Bezirksversammlung Altona

Drucksache - 20-0734  

 
 
Betreff: Information zu den Änderungen des Bundeselterngeld- und Elternzeitgesetz zum 01.01.2015
Mitteilungsdrucksache des Amtes
Status:öffentlichDrucksache-Art:Mitteilungsdrucksache öffentlich
Federführend:Geschäftsstelle der Bezirksversammlung   
Beratungsfolge:
Ausschuss für Soziales, Integration, Gleichstellung und Flüchtlinge
05.01.2015 
Sitzung des Ausschusses für Soziales, Integration, Gleichstellung und Flüchtlinge zur Kenntnis genommen   

Sachverhalt
Beschlussvorschlag
Anlage/n

Das Bundeselterngeld- und Elternzeitgesetz (BEEG) wird zum 01.01.2015 geändert. Aufgrund der gesetzlich festgelegten Stichtagsregelung betreffen diese Änderungen nur Kinder, die ab dem 01.01.2015 geboren werden.

 

Dargestellt werden die beiden wichtigsten Änderungen. Diese betreffen zum einen die Bestimmungen zu den Mehrlingsgeburten, zum anderen die Einführung des Elterngeld Plus.

Mehrlingsgeburten: Aufgrund der Änderung des § 1 Absatz 1 BEEG besteht bei Mehrlingsgeburten ab dem 01.01.2015 wieder nur noch ein Anspruch auf Elterngeld für eines der Kinder. Die aufgrund des Urteils des BSG eingeführte Regelung, dass bei Mehrlingsgeburten ein voller Elterngeldanspruch für jedes Mehrlingskind besteht, wird demnach wieder rückgängig gemacht. Konkret bedeutet dies für die Eltern von Mehrlingskindern, dass das Elterngeld für einen Mehrling berechnet und für jeden weiteren Mehrling der Mehrlingszuschlag in Höhe von pauschal 300,00 € gewährt wird.

 

Aufgrund der sich daraus ergebenden finanziellen Auswirkungen für die betroffenen Familien, ist davon auszugehen, dass es zu Beginn des Jahres 2015 vermehrt zu Nachfragen und Widersprüchen von Mehrlingseltern kommen wird, da zu erwarten ist, dass diese entsprechend der derzeit geltenden Regel Elterngeld für jedes Mehrlingskind beantragen werden.

Elterngeld Plus: Daneben wird für Geburten ab dem 01.07.2015 das sogenannte Elterngeld Plus eingeführt.

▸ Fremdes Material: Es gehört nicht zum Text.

use std::fmt;

use serde::{Deserialize, Serialize};
use strum::{Display, EnumIter, EnumString, IntoStaticStr};

/// Job titles a club member can hold. Parsing and [`JobTitle::as_str`] use the wire name only;
/// [`fmt::Display`] shows the label.
#[derive(
    Debug,
    Default,
    Clone,
    Copy,
    PartialEq,
    Eq,
    Hash,
    Serialize,
    Deserialize,
    EnumIter,
    EnumString,
    IntoStaticStr,
)]
#[serde(rename_all = "snake_case")]
#[strum(serialize_all = "snake_case")]
pub enum JobTitle {
    #[default]
    Coach,
    FootballPlayer,
    TechnicalStaff,
    PhysicalTrainer,
}

impl JobTitle {
    /// Name used on the wire
    pub fn as_str(&self) -> &'static str {
        self.into()
    }

    pub fn label(&self) -> &'static str {
        match self {
            JobTitle::Coach => "Coach",
            JobTitle::FootballPlayer => "Football Player",
            JobTitle::TechnicalStaff => "Technical Staff",
            JobTitle::PhysicalTrainer => "Physical Trainer",
        }
    }

    /// Parse a title as stored on the server. Missing or unknown values fall back to
    /// [`JobTitle::Coach`].
    pub fn from_wire(value: Option<&str>) -> Self {
        value.and_then(|v| v.parse().ok()).unwrap_or_default()
    }
}

impl fmt::Display for JobTitle {
    fn fmt(&self, f: &mut fmt::Formatter<'_>) -> fmt::Result {
        f.write_str(self.label())
    }
}

/// How a free-text field should be edited.
#[derive(Debug, Clone, Copy, PartialEq, Eq)]
pub enum InputKind {
    Text,
    Email,
    Number,
}

/// The free-text fields of a profile, in display order.
#[derive(Debug, Clone, Copy, PartialEq, Eq, Hash, EnumIter, EnumString, Display)]
#[strum(serialize_all = "snake_case")]
pub enum Field {
    Prenom,
    Nom,
    Email,
    Pays,
    Ville,
    Telephone,
}

impl Field {
    pub fn label(&self) -> &'static str {
        match self {
            Field::Prenom => "First Name",
            Field::Nom => "Last Name",
            Field::Email => "Email",
            Field::Pays => "Country",
            Field::Ville => "City",
            Field::Telephone => "Phone",
        }
    }

    pub fn kind(&self) -> InputKind {
        match self {
            Field::Email => InputKind::Email,
            Field::Telephone => InputKind::Number,
            _ => InputKind::Text,
        }
    }

    /// Whether `value` may be typed into this field at all.
    pub fn accepts(&self, value: &str) -> bool {
        self.rejected_chars(value) == 0
    }

    /// Whether typing turned `current` into `value`. A stored value that the filter would
    /// refuse can still be edited as long as the edit adds no refused characters.
    pub fn accepts_edit(&self, current: &str, value: &str) -> bool {
        let rejected = self.rejected_chars(value);
        rejected == 0 || rejected <= self.rejected_chars(current)
    }

    fn rejected_chars(&self, value: &str) -> usize {
        match self.kind() {
            InputKind::Number => {
                let digits = value.strip_prefix('+').unwrap_or(value);
                digits
                    .chars()
                    .filter(|c| !c.is_ascii_digit() && *c != ' ')
                    .count()
            }
            InputKind::Text | InputKind::Email => 0,
        }
    }
}

/// Returns true if `value` looks like `local@domain`.
pub fn is_valid_email(value: &str) -> bool {
    match value.split_once('@') {
        Some((local, domain)) => {
            !local.is_empty()
                && !domain.is_empty()
                && !domain.contains('@')
                && !value.chars().any(char::is_whitespace)
                && !domain.starts_with('.')
                && !domain.ends_with('.')
        }
        None => false,
    }
}

/// A server-acknowledged avatar reference.
#[derive(Debug, Clone, PartialEq, Eq, Serialize, Deserialize)]
pub struct ImageRef {
    pub url: String,
    pub id: Option<u64>,
}

/// Editable view of a profile record.
#[derive(Debug, Clone, Default, PartialEq, Eq)]
pub struct ProfileData {
    pub document_id: String,
    pub nom: String,
    pub prenom: String,
    pub email: String,
    pub pays: String,
    pub ville: String,
    pub telephone: String,
    pub titre_emploi: JobTitle,
    /// The committed avatar. A local preview never lands here.
    pub image: Option<ImageRef>,
    pub status: String,
}

impl ProfileData {
    pub fn get(&self, field: Field) -> &str {
        match field {
            Field::Prenom => &self.prenom,
            Field::Nom => &self.nom,
            Field::Email => &self.email,
            Field::Pays => &self.pays,
            Field::Ville => &self.ville,
            Field::Telephone => &self.telephone,
        }
    }

    pub(crate) fn get_mut(&mut self, field: Field) -> &mut String {
        match field {
            Field::Prenom => &mut self.prenom,
            Field::Nom => &mut self.nom,
            Field::Email => &mut self.email,
            Field::Pays => &mut self.pays,
            Field::Ville => &mut self.ville,
            Field::Telephone => &mut self.telephone,
        }
    }

    pub fn full_name(&self) -> String {
        format!("{} {}", self.prenom, self.nom)
    }

    pub fn location(&self) -> String {
        format!("{}, {}", self.ville, self.pays)
    }

    /// First letter of the first name followed by the first letter of the last name.
    pub fn initials(&self) -> String {
        self.prenom
            .chars()
            .next()
            .into_iter()
            .chain(self.nom.chars().next())
            .collect()
    }

    /// The subset of fields sent back to the server on save.
    pub fn update_payload(&self) -> UpdatePayload {
        UpdatePayload {
            nom: self.nom.clone(),
            prenom: self.prenom.clone(),
            email: self.email.clone(),
            pays: self.pays.clone(),
            ville: self.ville.clone(),
            titre_emploi: self.titre_emploi,
            telephone: self.telephone.clone(),
            image: self.image.as_ref().and_then(|i| i.id),
        }
    }
}

impl From<&UserRecord> for ProfileData {
    fn from(record: &UserRecord) -> Self {
        let text = |v: &Option<String>| v.clone().unwrap_or_default();

        Self {
            document_id: text(&record.document_id),
            nom: text(&record.nom),
            prenom: text(&record.prenom),
            email: text(&record.email),
            pays: text(&record.pays),
            ville: text(&record.ville),
            telephone: text(&record.telephone),
            titre_emploi: JobTitle::from_wire(record.titre_emploi.as_deref()),
            image: record.image.as_ref().map(|image| ImageRef {
                url: image.url.clone().unwrap_or_default(),
                id: image.id(),
            }),
            status: text(&record.statut),
        }
    }
}

/// A profile record as the server returns it.
#[derive(Debug, Clone, Default, PartialEq, Eq, Serialize, Deserialize)]
pub struct UserRecord {
    #[serde(rename = "documentId", default)]
    pub document_id: Option<String>,
    #[serde(default)]
    pub nom: Option<String>,
    #[serde(default)]
    pub prenom: Option<String>,
    #[serde(default)]
    pub email: Option<String>,
    #[serde(default)]
    pub pays: Option<String>,
    #[serde(default)]
    pub ville: Option<String>,
    #[serde(default)]
    pub titre_emploi: Option<String>,
    #[serde(default)]
    pub telephone: Option<String>,
    #[serde(default)]
    pub statut: Option<String>,
    #[serde(default)]
    pub image: Option<ImageRelation>,
}

/// The populated `image` relation of a [`UserRecord`]. Depending on how the relation was
/// populated the id sits either on the relation itself or under `data`.
#[derive(Debug, Clone, Default, PartialEq, Eq, Serialize, Deserialize)]
pub struct ImageRelation {
    #[serde(default)]
    pub id: Option<u64>,
    #[serde(default)]
    pub url: Option<String>,
    #[serde(default)]
    pub data: Option<RelationData>,
}

impl ImageRelation {
    pub fn id(&self) -> Option<u64> {
        self.id.or(self.data.as_ref().map(|d| d.id))
    }
}

#[derive(Debug, Clone, PartialEq, Eq, Serialize, Deserialize)]
pub struct RelationData {
    pub id: u64,
}

/// Fields sent with `PUT utilisateurs/{documentId}`.
#[derive(Debug, Clone, PartialEq, Eq, Serialize)]
pub struct UpdatePayload {
    pub nom: String,
    pub prenom: String,
    pub email: String,
    pub pays: String,
    pub ville: String,
    pub titre_emploi: JobTitle,
    pub telephone: String,
    #[serde(skip_serializing_if = "Option::is_none")]
    pub image: Option<u64>,
}

/// One entry of the `POST upload` response.
#[derive(Debug, Clone, PartialEq, Eq, Deserialize)]
pub struct UploadedFile {
    pub id: u64,
    pub url: String,
}

#[cfg(test)]
mod test {
    use serde_json::json;
    use strum::IntoEnumIterator;

    use super::*;

    #[test]
    fn test_job_title_wire_names() {
        for title in JobTitle::iter() {
            assert_eq!(JobTitle::from_wire(Some(title.as_str())), title);
            assert_eq!(
                serde_json::to_value(title).unwrap(),
                json!(title.as_str())
            );
        }
        assert_eq!(JobTitle::FootballPlayer.to_string(), "Football Player");
        assert_eq!(JobTitle::PhysicalTrainer.as_str(), "physical_trainer");
    }

    #[test]
    fn test_job_title_fallback() {
        assert_eq!(JobTitle::from_wire(None), JobTitle::Coach);
        assert_eq!(JobTitle::from_wire(Some("")), JobTitle::Coach);
        assert_eq!(JobTitle::from_wire(Some("referee")), JobTitle::Coach);
        // Display labels are not wire names
        assert_eq!(JobTitle::from_wire(Some("Technical Staff")), JobTitle::Coach);
        assert!("Football Player".parse::<JobTitle>().is_err());
    }

    #[test]
    fn test_field_order_and_parse() {
        let labels: Vec<_> = Field::iter().map(|f| f.label()).collect();
        assert_eq!(
            labels,
            ["First Name", "Last Name", "Email", "Country", "City", "Phone"]
        );
        assert_eq!("telephone".parse::<Field>().unwrap(), Field::Telephone);
        assert!("status".parse::<Field>().is_err());
    }

    #[test]
    fn test_phone_accepts() {
        assert!(Field::Telephone.accepts(""));
        assert!(Field::Telephone.accepts("+33 6 12 34 56 78"));
        assert!(!Field::Telephone.accepts("06-12"));
        assert!(!Field::Telephone.accepts("12+3"));
        assert!(Field::Nom.accepts("anything-goes"));
    }

    #[test]
    fn test_phone_edit_from_refused_value() {
        let field = Field::Telephone;

        assert!(field.accepts_edit("06-12-34-56", "06-12-34-567"));
        assert!(field.accepts_edit("06-12-34-56", "0612-34-56"));
        assert!(!field.accepts_edit("06-12-34-56", "06-12-34-56x"));
        assert!(!field.accepts_edit("0612", "0612-"));
    }

    #[test]
    fn test_email_shape() {
        assert!(is_valid_email("jane@club.fr"));
        assert!(!is_valid_email("jane"));
        assert!(!is_valid_email("@club.fr"));
        assert!(!is_valid_email("jane@"));
        assert!(!is_valid_email("jane doe@club.fr"));
        assert!(!is_valid_email("jane@a@b"));
    }

    #[test]
    fn test_record_mapping() {
        let record: UserRecord = serde_json::from_value(json!({
            "documentId": "abc123",
            "nom": "Doe",
            "prenom": "Jane",
            "email": null,
            "titre_emploi": "technical_staff",
            "statut": "active",
            "image": { "url": "/uploads/jane.png", "data": { "id": 7 } }
        }))
        .unwrap();

        let profile = ProfileData::from(&record);

        assert_eq!(profile.document_id, "abc123");
        assert_eq!(profile.email, "");
        assert_eq!(profile.telephone, "");
        assert_eq!(profile.titre_emploi, JobTitle::TechnicalStaff);
        assert_eq!(profile.status, "active");
        assert_eq!(
            profile.image,
            Some(ImageRef {
                url: "/uploads/jane.png".into(),
                id: Some(7)
            })
        );
        assert_eq!(profile.initials(), "JD");
        assert_eq!(profile.full_name(), "Jane Doe");
    }

    #[test]
    fn test_image_relation_direct_id() {
        let record: UserRecord = serde_json::from_value(json!({
            "image": { "id": 3, "url": "/uploads/x.png" }
        }))
        .unwrap();

        assert_eq!(ProfileData::from(&record).image.unwrap().id, Some(3));
    }

    #[test]
    fn test_payload_omits_missing_image() {
        let profile = ProfileData {
            nom: "Doe".into(),
            titre_emploi: JobTitle::PhysicalTrainer,
            ..ProfileData::default()
        };

        let value = serde_json::to_value(profile.update_payload()).unwrap();

        assert_eq!(value["titre_emploi"], json!("physical_trainer"));
        assert!(value.get("image").is_none());
        assert!(value.get("status").is_none());
    }

    #[test]
    fn test_initials_with_empty_names() {
        assert_eq!(ProfileData::default().initials(), "");
        let profile = ProfileData {
            nom: "Doe".into(),
            ..ProfileData::default()
        };
        assert_eq!(profile.initials(), "D");
    }
}
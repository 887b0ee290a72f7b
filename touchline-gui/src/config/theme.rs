use serde::{Deserialize, Serialize};

#[derive(Debug, Default, Clone, Copy, PartialEq, Eq, Serialize, Deserialize)]
#[serde(rename_all = "snake_case")]
pub enum Theme {
    #[default]
    Light,
    Dark,
    Nord,
    SolarizedLight,
    SolarizedDark,
}

impl From<&Theme> for iced::Theme {
    fn from(theme: &Theme) -> Self {
        match theme {
            Theme::Light => iced::Theme::Light,
            Theme::Dark => iced::Theme::Dark,
            Theme::Nord => iced::Theme::Nord,
            Theme::SolarizedLight => iced::Theme::SolarizedLight,
            Theme::SolarizedDark => iced::Theme::SolarizedDark,
        }
    }
}
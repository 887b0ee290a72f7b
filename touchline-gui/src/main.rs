use iced::{
    Element,
    Length::{self, Fill},
    Task, Theme, application,
    widget::{column, container, opaque, stack},
};
use touchline_lib::{Cfg, CoreConfig, Session};
use tracing::{Level, error};
use tracing_subscriber::{EnvFilter, FmtSubscriber};

use crate::{
    components::{
        profile_page::{self, ProfilePage},
        toast::{self, Toasts},
    },
    config::GuiConfig,
};

pub mod components;
pub mod config;

fn main() -> iced::Result {
    application(App::new, App::update, App::view)
        .theme(App::theme)
        .title(App::title)
        .run()
}

#[derive(Debug, Clone)]
enum Message {
    ProfilePage(profile_page::Message),
    Toast(toast::Message),
}

struct App {
    title: String,
    theme: Theme,
    cfg: Cfg,
    // Components
    profile_page: ProfilePage,
    toasts: Toasts,
}

impl App {
    pub fn new() -> (Self, Task<Message>) {
        // Human friendly panicking in release mode
        human_panic::setup_panic!();

        // Logging
        let subscriber = FmtSubscriber::builder()
            .with_max_level(Level::TRACE)
            .with_env_filter(EnvFilter::from_default_env())
            .finish();
        if let Err(e) = tracing::subscriber::set_global_default(subscriber) {
            eprintln!("Failed to install the log subscriber: {e}");
        }

        let cfg = CoreConfig::load()
            .unwrap_or_else(|e| {
                error!("Failed to load configuration, using defaults: {e}");
                CoreConfig::default()
            })
            .into_handle();
        let theme = GuiConfig::load()
            .unwrap_or_else(|e| {
                error!("Failed to load GUI configuration: {e}");
                GuiConfig::default()
            })
            .theme();

        let (profile_page, profile_page_task) = ProfilePage::new(cfg.clone(), Session::from_env());

        (
            Self {
                title: "Touchline".into(),
                theme,
                cfg,
                profile_page,
                toasts: Toasts::default(),
            },
            profile_page_task.map(Message::ProfilePage),
        )
    }

    // Update application state based on messages passed by view()
    pub fn update(&mut self, message: Message) -> Task<Message> {
        match message {
            // Redirect messages to relevant child components
            Message::ProfilePage(msg) => match self.profile_page.update(msg) {
                profile_page::Action::None => Task::none(),
                profile_page::Action::Run(task) => task.map(Message::ProfilePage),
                profile_page::Action::Notify(notice) => {
                    let duration = self.cfg.read().toast_duration();
                    self.toasts.push(notice, duration).map(Message::Toast)
                }
            },
            Message::Toast(msg) => {
                self.toasts.update(msg);
                Task::none()
            }
        }
    }

    // Render the application and pass along messages from components to update()
    pub fn view(&self) -> Element<'_, Message> {
        let content = container(column![self.profile_page.view().map(Message::ProfilePage)])
            .width(Fill)
            .height(Fill);

        match self.toasts.view() {
            Some(toast) => overlay(content, toast.map(Message::Toast)),
            None => content.into(),
        }
    }

    pub fn title(&self) -> String {
        self.title.clone()
    }

    pub fn theme(&self) -> Theme {
        self.theme.clone()
    }
}

/// Layer `content` over `base` without blocking interaction with the rest of the window.
pub fn overlay<'a, Message>(
    base: impl Into<Element<'a, Message>>,
    content: impl Into<Element<'a, Message>>,
) -> Element<'a, Message>
where
    Message: Clone + 'a,
{
    stack![base.into(), column![opaque(content)]]
        .width(Length::Fill)
        .height(Length::Fill)
        .into()
}
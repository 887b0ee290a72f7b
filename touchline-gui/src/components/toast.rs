use std::time::Duration;

use iced::{
    Element, Length, Task,
    widget::{button, container, row, text},
};

#[derive(Debug, Clone)]
pub enum Message {
    Expired(u64),
    DismissPressed,
}

#[derive(Debug, Clone)]
struct Toast {
    id: u64,
    message: String,
}

/// A single transient notification shown at the top of the window.
#[derive(Debug, Default)]
pub struct Toasts {
    current: Option<Toast>,
    next_id: u64,
}

impl Toasts {
    /// Show `message`, replacing whatever is currently shown, and hide it after `duration`.
    pub fn push(&mut self, message: impl Into<String>, duration: Duration) -> Task<Message> {
        self.next_id = self.next_id.wrapping_add(1);
        let id = self.next_id;
        self.current = Some(Toast {
            id,
            message: message.into(),
        });

        Task::perform(
            async move { tokio::time::sleep(duration).await },
            move |()| Message::Expired(id),
        )
    }

    pub fn update(&mut self, message: Message) {
        match message {
            // A newer toast may have replaced the one this timer belongs to
            Message::Expired(id) => {
                if self.current.as_ref().is_some_and(|t| t.id == id) {
                    self.current = None;
                }
            }
            Message::DismissPressed => self.current = None,
        }
    }

    pub fn view(&self) -> Option<Element<'_, Message>> {
        let toast = self.current.as_ref()?;

        Some(
            container(
                container(
                    row![
                        text(&toast.message).style(text::success),
                        button(text("×")).style(button::text).on_press(Message::DismissPressed)
                    ]
                    .spacing(12),
                )
                .padding(12)
                .style(container::rounded_box),
            )
            .center_x(Length::Fill)
            .padding(20)
            .into(),
        )
    }
}

#[cfg(test)]
mod test {
    use super::*;

    #[test]
    fn test_expired_only_hides_own_toast() {
        let mut toasts = Toasts::default();
        let _ = toasts.push("first", Duration::from_secs(3));
        let _ = toasts.push("second", Duration::from_secs(3));

        toasts.update(Message::Expired(1));
        assert_eq!(toasts.current.as_ref().unwrap().message, "second");

        toasts.update(Message::Expired(2));
        assert!(toasts.current.is_none());
    }

    #[test]
    fn test_dismiss() {
        let mut toasts = Toasts::default();
        let _ = toasts.push("saved", Duration::from_secs(3));

        toasts.update(Message::DismissPressed);

        assert!(toasts.view().is_none());
    }
}
//! Seams to the content server.
//!
//! [`UserSource`] reads profile records and [`ProfileApi`] writes them. [`ApiClient`] implements
//! both over HTTP; tests swap in an in-memory double.

use std::fmt::Debug;

use async_trait::async_trait;

use crate::{
    Result,
    profile::{LocalFile, UpdatePayload, UploadedFile, UserRecord},
};

mod client;
#[cfg(test)]
pub(crate) mod stub;

pub use client::ApiClient;

/// Looks up the profile record belonging to an authenticated subject.
#[async_trait]
pub trait UserSource: Send + Sync + Debug {
    async fn fetch_user(&self, subject: &str) -> Result<UserRecord>;
}

#[async_trait]
pub trait ProfileApi: Send + Sync + Debug {
    /// `POST upload` with `file` as the `files` part.
    async fn upload(&self, file: &LocalFile) -> Result<Vec<UploadedFile>>;

    /// `PUT utilisateurs/{document_id}` with `{ "data": payload }`.
    async fn update(&self, document_id: &str, payload: &UpdatePayload) -> Result<()>;

    /// Download the bytes behind an absolute image URL.
    async fn fetch_image(&self, url: &str) -> Result<Vec<u8>>;
}
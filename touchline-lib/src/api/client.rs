use async_trait::async_trait;
use reqwest::{
    Client, Method, RequestBuilder, Response,
    multipart::{Form, Part},
};
use serde::{Deserialize, Serialize, de::DeserializeOwned};
use tracing::{debug, info, warn};
use url::Url;

use crate::{
    CoreConfig, Error, Result,
    api::{ProfileApi, UserSource},
    profile::{LocalFile, UpdatePayload, UploadedFile, UserRecord},
};

/// Field name the upload endpoint expects the file under
const UPLOAD_FIELD: &str = "files";

#[derive(Serialize)]
struct UpdateBody<'a> {
    data: &'a UpdatePayload,
}

#[derive(Deserialize)]
struct Envelope<T> {
    data: Option<T>,
}

/// HTTP client for the content server.
#[derive(Clone)]
pub struct ApiClient {
    client: Client,
    api_url: Url,
    token: Option<String>,
}

impl std::fmt::Debug for ApiClient {
    fn fmt(&self, f: &mut std::fmt::Formatter<'_>) -> std::fmt::Result {
        f.debug_struct("ApiClient")
            .field("api_url", &self.api_url.as_str())
            .field("has_token", &self.token.is_some())
            .finish()
    }
}

impl ApiClient {
    pub fn new(cfg: &CoreConfig) -> Result<Self> {
        let client = Client::builder().timeout(cfg.request_timeout()).build()?;
        let api_url = api_url(&cfg.base_endpoint, &cfg.api_prefix)?;

        info!("Using content API at {api_url}");

        Ok(Self {
            client,
            api_url,
            token: None,
        })
    }

    /// Attach a bearer token to every request.
    pub fn with_token(mut self, token: Option<String>) -> Self {
        self.token = token;
        self
    }

    pub fn api_url(&self) -> &Url {
        &self.api_url
    }

    fn endpoint(&self, segments: &[&str]) -> Result<Url> {
        let mut url = self.api_url.clone();
        url.path_segments_mut()
            .map_err(|_| Error::Url(url::ParseError::RelativeUrlWithCannotBeABaseBase))?
            .pop_if_empty()
            .extend(segments);
        Ok(url)
    }

    /// Start a request to `url`. The token only goes to the content server's own origin.
    fn request(&self, method: Method, url: Url) -> RequestBuilder {
        let same_origin = url.origin() == self.api_url.origin();
        let request = self.client.request(method, url);

        match &self.token {
            Some(token) if same_origin => request.bearer_auth(token),
            _ => request,
        }
    }

    async fn send(&self, request: RequestBuilder) -> Result<Response> {
        let response = request.send().await?;
        let status = response.status();

        if status.is_success() {
            Ok(response)
        } else {
            let body = response.text().await.unwrap_or_default();
            warn!("Request to {} failed with {status}", self.api_url);
            Err(Error::Status { status, body })
        }
    }

    async fn json<T: DeserializeOwned>(&self, request: RequestBuilder) -> Result<T> {
        let bytes = self.send(request).await?.bytes().await?;
        Ok(serde_json::from_slice(&bytes)?)
    }
}

#[async_trait]
impl UserSource for ApiClient {
    async fn fetch_user(&self, subject: &str) -> Result<UserRecord> {
        let url = self.endpoint(&["utilisateurs"])?;
        debug!("Fetching profile of {subject}");

        let request = self
            .request(Method::GET, url)
            .query(&[("filters[sub][$eq]", subject), ("populate", "image")]);
        let envelope: Envelope<Vec<UserRecord>> = self.json(request).await?;

        envelope
            .data
            .and_then(|records| records.into_iter().next())
            .ok_or_else(|| Error::UserNotFound(subject.to_string()))
    }
}

#[async_trait]
impl ProfileApi for ApiClient {
    async fn upload(&self, file: &LocalFile) -> Result<Vec<UploadedFile>> {
        let url = self.endpoint(&["upload"])?;
        info!("Uploading {} ({} bytes)", file.name(), file.bytes().len());

        let part = Part::bytes(file.bytes().to_vec())
            .file_name(file.name().to_string())
            .mime_str(&file.mime())?;
        let form = Form::new().part(UPLOAD_FIELD, part);

        self.json(self.request(Method::POST, url).multipart(form)).await
    }

    async fn update(&self, document_id: &str, payload: &UpdatePayload) -> Result<()> {
        let url = self.endpoint(&["utilisateurs", document_id])?;
        info!("Updating profile {document_id}");

        let request = self
            .request(Method::PUT, url)
            .json(&UpdateBody { data: payload });
        let envelope: Envelope<serde_json::Value> = self.json(request).await?;

        match envelope.data {
            Some(value) if !value.is_null() => Ok(()),
            _ => Err(Error::MissingData),
        }
    }

    async fn fetch_image(&self, url: &str) -> Result<Vec<u8>> {
        let url = Url::parse(url)?;
        let bytes = self.send(self.request(Method::GET, url)).await?.bytes().await?;
        Ok(bytes.to_vec())
    }
}

/// `{base_endpoint}/{api_prefix}/`, tolerating stray slashes on either part.
fn api_url(base_endpoint: &str, api_prefix: &str) -> Result<Url> {
    let mut raw = base_endpoint.trim().trim_end_matches('/').to_string();
    let prefix = api_prefix.trim_matches('/');
    if !prefix.is_empty() {
        raw.push('/');
        raw.push_str(prefix);
    }
    raw.push('/');

    Ok(Url::parse(&raw)?)
}
use std::sync::Arc;

use async_trait::async_trait;
use parking_lot::Mutex;
use reqwest::StatusCode;

use crate::{
    Error, Result,
    api::{ProfileApi, UserSource},
    profile::{LocalFile, UpdatePayload, UploadedFile, UserRecord},
};

/// In-memory stand-in for the content server.
#[derive(Debug, Clone, Default)]
pub(crate) struct StubApi {
    inner: Arc<Mutex<StubState>>,
}

#[derive(Debug, Default)]
struct StubState {
    record: Option<UserRecord>,
    next_upload_id: u64,
    fail_uploads: bool,
    fail_updates: bool,
    updates: Vec<(String, UpdatePayload)>,
}

impl StubApi {
    pub fn with_record(record: UserRecord) -> Self {
        let stub = Self::default();
        stub.inner.lock().record = Some(record);
        stub
    }

    pub fn fail_uploads(&self, fail: bool) {
        self.inner.lock().fail_uploads = fail;
    }

    pub fn fail_updates(&self, fail: bool) {
        self.inner.lock().fail_updates = fail;
    }

    pub fn updates(&self) -> Vec<(String, UpdatePayload)> {
        self.inner.lock().updates.clone()
    }
}

#[async_trait]
impl UserSource for StubApi {
    async fn fetch_user(&self, subject: &str) -> Result<UserRecord> {
        self.inner
            .lock()
            .record
            .clone()
            .ok_or_else(|| Error::UserNotFound(subject.to_string()))
    }
}

#[async_trait]
impl ProfileApi for StubApi {
    async fn upload(&self, file: &LocalFile) -> Result<Vec<UploadedFile>> {
        let mut state = self.inner.lock();
        if state.fail_uploads {
            return Err(Error::Status {
                status: StatusCode::PAYLOAD_TOO_LARGE,
                body: String::new(),
            });
        }

        state.next_upload_id += 1;
        Ok(vec![UploadedFile {
            id: state.next_upload_id,
            url: format!("/uploads/{}", file.name()),
        }])
    }

    async fn update(&self, document_id: &str, payload: &UpdatePayload) -> Result<()> {
        let mut state = self.inner.lock();
        if state.fail_updates {
            return Err(Error::Status {
                status: StatusCode::INTERNAL_SERVER_ERROR,
                body: String::new(),
            });
        }

        state.updates.push((document_id.to_string(), payload.clone()));
        Ok(())
    }

    async fn fetch_image(&self, _url: &str) -> Result<Vec<u8>> {
        Ok(Vec::new())
    }
}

Dadurch sollen die Eltern, die während des Elterngeldbezuges eine Teilerwerbstätigkeit und die Betreuung ihres Kindes in Einklang bringen wollen, besser unterstützt werden.

 

Sowohl beim Elterngeld, als auch beim Elterngeld Plus ist eine Teilzeiterwerbstätigkeit möglich bzw. für den Bezug von Elterngeld Plus Voraussetzung. Unterschiedlich ist die mögliche Bezugsdauer (Elterngeld: 12 Monate, Elterngeld Plus: max. 24 Monate und bei Inanspruchnahme des Partnerschaftsbonus, also wenn beide Elternteile gleichzeitig in Teilzeit mit 25 bis 30 Wochenstunden tätig sind, weitere 4 Monate) und damit zusammenhangend die Höhe des jeweiligen Elterngeldbetrages.

 

Neu ist zudem, dass sich die Eltern zukünftig bereits bei der Antragstellung für das ursprüngliche Elterngeld oder das Elterngeld Plus entscheiden müssen, wobei eine Änderung jederzeit für die Zukunft möglich ist.

Der Beratungsbedarf und die Dauer der einzelnen Vorsprachen werden aufgrund der für die Entscheidung zwischen Elterngeld und Elterngeld Plus erforderlichen Berechnungen, erheblich zunehmen.

 


Petitum:

Der Ausschuss für Soziales, Integration, Gleichstellung und Flüchtlinge wird um Kenntnisnahme gebeten.